Überall vergnügen sich Männer mit jungen Frauen, koksen, trinken und lassen ihrer Lust aufeinander freien Lauf. Ich ziehe skeptisch die Augenbrauen hoch und Flo führt mich in das letzte Separee, wir setzen uns und eine Bedienung in schwarzen Lackhotpants, transparenter ärmelloser Bluse, stellt ein Tablett mit zwei Gläsern Wasser, einem Glas Champagner und drei akkurat gezogenen Lines, ab. Ich sehe meinen Mann abwartend an, die Kellnerin beugt sich dicht an sein Ohr, flüstert ihm etwas zu und fährt mit ihren pinken, langen Fingernägeln an seinem Anzug entlang. Brutal hält er ihre Hand fest, deutet mit einem Kopfnicken auf mich und sie sieht mir, mit Augen so groß wie Untertassen ins Gesicht. Mit gesenkten Kopf verschwindet sie und Flo reicht mir den Champagner. Edi und er stoßen mit Wasser an, ich trinke einen großen Schluck, stehe auf und stelle mich an das Glasgeländer, mein Blick schweift über die feiernden Menschen, die sich prächtig amüsieren. Die Bar erstreckt sich über die gesamte rechte Wand. Zehn Mitarbeiter rotieren mit sämtlichen Getränkebestellungen, außerdem schlängeln sich Mädchen, in knappen Outfits durch die tanzende Meute. Ein DJ heizt an einem überdimensionalen Pult der Menge ordentlich ein, ein breitschultriger Mann steht auf einmal dicht neben mir und spricht mich auf Englisch an, was eine so hübsche Frau hier so allein macht. Doch bevor ich ihm antworte, hat Flo ihm am Kragen gepackt und gibt ihm sehr deutlich zu verstehen, dass ich tabu bin.

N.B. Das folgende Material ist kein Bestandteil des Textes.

pub mod monitor;
pub mod render;

use tracing::{info_span, Instrument};
use uuid::Uuid;

use crate::cli::Args;
use crate::config::Settings;
use crate::utils::errors::MonitorError;

/// Load the config, then run either a full cycle or a re-render
pub async fn execute(args: &Args) -> Result<(), MonitorError> {
    let settings = Settings::load(&args.config)?;

    let span = info_span!("cycle", run_id = %Uuid::new_v4());
    async {
        if args.render_only {
            render::execute(&settings)
        } else {
            monitor::execute(&settings).await
        }
    }
    .instrument(span)
    .await
}

/// Log line for a successful invocation
pub fn completion_message(args: &Args) -> &'static str {
    if args.render_only {
        "Dashboard re-rendered"
    } else {
        "Cycle complete"
    }
}
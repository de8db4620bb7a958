/// Escape text for use inside HTML element content or quoted attributes
pub fn escape_html(text: &str) -> String {
    let mut escaped = String::with_capacity(text.len());
    for c in text.chars() {
        match c {
            '&' => escaped.push_str("&amp;"),
            '<' => escaped.push_str("&lt;"),
            '>' => escaped.push_str("&gt;"),
            '"' => escaped.push_str("&quot;"),
            '\'' => escaped.push_str("&#39;"),
            _ => escaped.push(c),
        }
    }
    escaped
}

/// Make serialized JSON safe to embed in a `<script>` element
pub fn escape_script_json(json: &str) -> String {
    json.replace("</", "<\\/").replace("<!--", "\\u003c!--")
}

"Er weiß nicht zu wem du gehörst", haucht er mir ins Ohr, "und, was sagst Du zum Club?"

"Es gefällt mir, aber die Tänzerinnen gehen auf den kleinen Podesten völlig unter, warum lässt du sie nicht in Käfigen tanzen?! Da grabscht sie niemand an, die Show erlangt so mehr Anerkennung und Aufmerksamkeit. Ich schaue mir die Zahlen nochmal in Ruhe an. Wie ist das mit dem Koks, ist das nur den VIPs vorbehalten, oder vertickt es auch jemand in der Menge?"

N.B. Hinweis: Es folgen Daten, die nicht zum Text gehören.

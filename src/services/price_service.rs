use chrono::{DateTime, Utc};
use std::collections::HashMap;
use std::time::Duration;
use tracing::{info, warn};

use crate::api::coingecko::{CoinGeckoClient, SimplePriceResponse};
use crate::config::Settings;
use crate::models::PriceSnapshot;
use crate::utils::errors::FetchError;

/// Upper bound on how long a rate-limited retry waits
const MAX_RETRY_WAIT_SECS: u64 = 30;
const SERVER_ERROR_RETRY_WAIT_SECS: u64 = 1;

/// Fetch the current price of every configured asset.
///
/// Either every asset gets a valid price or the whole fetch fails.
pub async fn fetch_prices(settings: &Settings) -> Result<HashMap<String, f64>, FetchError> {
    let client = CoinGeckoClient::new(
        &settings.api_url,
        settings.api_key.clone(),
        Duration::from_secs(settings.request_timeout_secs),
    )?;

    let mut retries_left = settings.retries;
    loop {
        match client.simple_price(&settings.asset_ids, &settings.currency).await {
            Ok(body) => return extract_prices(&body, &settings.asset_ids, &settings.currency),
            Err(e) if retries_left > 0 && e.is_transient() => {
                retries_left -= 1;
                let wait = retry_delay(&e);
                warn!("Price fetch failed ({}), retrying once in {} s", e, wait.as_secs());
                tokio::time::sleep(wait).await;
            }
            Err(e) => return Err(e),
        }
    }
}

/// Fetch prices and stamp them with the cycle timestamp
pub async fn fetch_snapshot(
    settings: &Settings,
    timestamp: DateTime<Utc>,
) -> Result<PriceSnapshot, FetchError> {
    let prices = fetch_prices(settings).await?;
    info!("Fetched {} prices in {}", prices.len(), settings.currency.to_uppercase());
    Ok(PriceSnapshot::new(timestamp, &settings.currency, prices))
}

fn retry_delay(error: &FetchError) -> Duration {
    match error {
        FetchError::RateLimited { retry_after_secs } => {
            Duration::from_secs((*retry_after_secs).min(MAX_RETRY_WAIT_SECS))
        }
        _ => Duration::from_secs(SERVER_ERROR_RETRY_WAIT_SECS),
    }
}

/// Pick the requested currency for every asset out of the API body
pub fn extract_prices(
    body: &SimplePriceResponse,
    asset_ids: &[String],
    currency: &str,
) -> Result<HashMap<String, f64>, FetchError> {
    let mut prices = HashMap::with_capacity(asset_ids.len());

    for asset_id in asset_ids {
        let price = body
            .get(asset_id)
            .and_then(|quotes| quotes.get(currency))
            .copied()
            .ok_or_else(|| FetchError::MissingAsset {
                asset_id: asset_id.clone(),
                currency: currency.to_string(),
            })?;

        if !price.is_finite() || price < 0.0 {
            return Err(FetchError::InvalidPrice {
                asset_id: asset_id.clone(),
                price,
            });
        }

        prices.insert(asset_id.clone(), price);
    }

    Ok(prices)
}

#[cfg(test)]
mod tests {
    use super::*;
    use mockito::Matcher;

    fn settings_for(url: &str, retries: u8) -> Settings {
        let yaml = format!(
            "asset_ids: [bitcoin, ethereum]\ncurrency: usd\ncsv_path: h.csv\nhtml_output_path: i.html\napi_url: '{}'\nretries: {}\nrequest_timeout_secs: 5",
            url, retries
        );
        Settings::from_yaml_str(&yaml).expect("test config")
    }

    fn body(json: &str) -> SimplePriceResponse {
        serde_json::from_str(json).unwrap()
    }

    fn ids() -> Vec<String> {
        vec!["bitcoin".to_string(), "ethereum".to_string()]
    }

    #[test]
    fn test_extract_prices() {
        let prices = extract_prices(
            &body(r#"{"bitcoin":{"usd":65000.0,"eur":60000.0},"ethereum":{"usd":3200.0}}"#),
            &ids(),
            "usd",
        )
        .expect("complete body");

        assert_eq!(prices.len(), 2);
        assert_eq!(prices["bitcoin"], 65000.0);
        assert_eq!(prices["ethereum"], 3200.0);
    }

    #[test]
    fn test_extract_prices_missing_asset_or_currency() {
        let err = extract_prices(&body(r#"{"bitcoin":{"usd":1.0}}"#), &ids(), "usd").unwrap_err();
        assert!(matches!(err, FetchError::MissingAsset { ref asset_id, .. } if asset_id == "ethereum"));

        let err = extract_prices(
            &body(r#"{"bitcoin":{"eur":1.0},"ethereum":{"usd":1.0}}"#),
            &ids(),
            "usd",
        )
        .unwrap_err();
        assert!(matches!(err, FetchError::MissingAsset { ref asset_id, .. } if asset_id == "bitcoin"));
    }

    #[test]
    fn test_extract_prices_rejects_negative() {
        let err = extract_prices(
            &body(r#"{"bitcoin":{"usd":-1.0},"ethereum":{"usd":1.0}}"#),
            &ids(),
            "usd",
        )
        .unwrap_err();
        assert!(matches!(err, FetchError::InvalidPrice { .. }));
    }

    #[test]
    fn test_retry_delay_is_capped() {
        assert_eq!(
            retry_delay(&FetchError::RateLimited { retry_after_secs: 600 }),
            Duration::from_secs(MAX_RETRY_WAIT_SECS)
        );
        assert_eq!(
            retry_delay(&FetchError::RateLimited { retry_after_secs: 2 }),
            Duration::from_secs(2)
        );
    }

    #[tokio::test]
    async fn test_server_error_is_retried_once() {
        let mut server = mockito::Server::new_async().await;
        let mock = server
            .mock("GET", "/simple/price")
            .match_query(Matcher::Any)
            .with_status(500)
            .expect(2)
            .create_async()
            .await;

        let settings = settings_for(&format!("{}/simple/price", server.url()), 1);
        let err = fetch_prices(&settings).await.unwrap_err();

        mock.assert_async().await;
        assert!(matches!(err, FetchError::ServerError(500, _)));
    }

    #[tokio::test]
    async fn test_no_retry_by_default() {
        let mut server = mockito::Server::new_async().await;
        let mock = server
            .mock("GET", "/simple/price")
            .match_query(Matcher::Any)
            .with_status(502)
            .expect(1)
            .create_async()
            .await;

        let settings = settings_for(&format!("{}/simple/price", server.url()), 0);
        assert!(fetch_prices(&settings).await.is_err());
        mock.assert_async().await;
    }

    #[tokio::test]
    async fn test_client_errors_are_not_retried() {
        let mut server = mockito::Server::new_async().await;
        let mock = server
            .mock("GET", "/simple/price")
            .match_query(Matcher::Any)
            .with_status(404)
            .expect(1)
            .create_async()
            .await;

        let settings = settings_for(&format!("{}/simple/price", server.url()), 1);
        assert!(matches!(fetch_prices(&settings).await, Err(FetchError::NotFound(_))));
        mock.assert_async().await;
    }

    #[tokio::test]
    async fn test_fetch_snapshot_stamps_timestamp() {
        let mut server = mockito::Server::new_async().await;
        server
            .mock("GET", "/simple/price")
            .match_query(Matcher::Any)
            .with_status(200)
            .with_body(r#"{"bitcoin":{"usd":65000.0},"ethereum":{"usd":3200.0}}"#)
            .create_async()
            .await;

        let settings = settings_for(&format!("{}/simple/price", server.url()), 0);
        let now = Utc::now();
        let snapshot = fetch_snapshot(&settings, now).await.expect("fetch should succeed");

        assert_eq!(snapshot.timestamp, now);
        assert_eq!(snapshot.currency, "usd");
        assert_eq!(snapshot.prices.len(), 2);
    }
}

"Das ist nur für die Gäste hier oben, die nur mit einer Zutrittskarte Einlass bekommen, der Bordellbetrieb findet hinter dieser Tür statt", Flo deutet mit dem Kopf auf sie, die direkt neben der Nische von uns ist. "Willst du ihn dir ansehen?" Ich nicke und er gewährt mir den Vortritt, die Tür ist durch eine Zahlenkombination verschlossen, die Flo an einem Panel eintippt. Mit einem leisen Surren öffnet sie sich, der Boden ist mit einem roten, dicken Teppich ausgelegt, die Wände mit einer schwarzen Ornamenttapete verziert, goldene, kleine Kerzenhalter mit künstlichem Licht flackern leicht vor sich und tauchen den Gang in eine schummrige, gemütliche Atmosphäre.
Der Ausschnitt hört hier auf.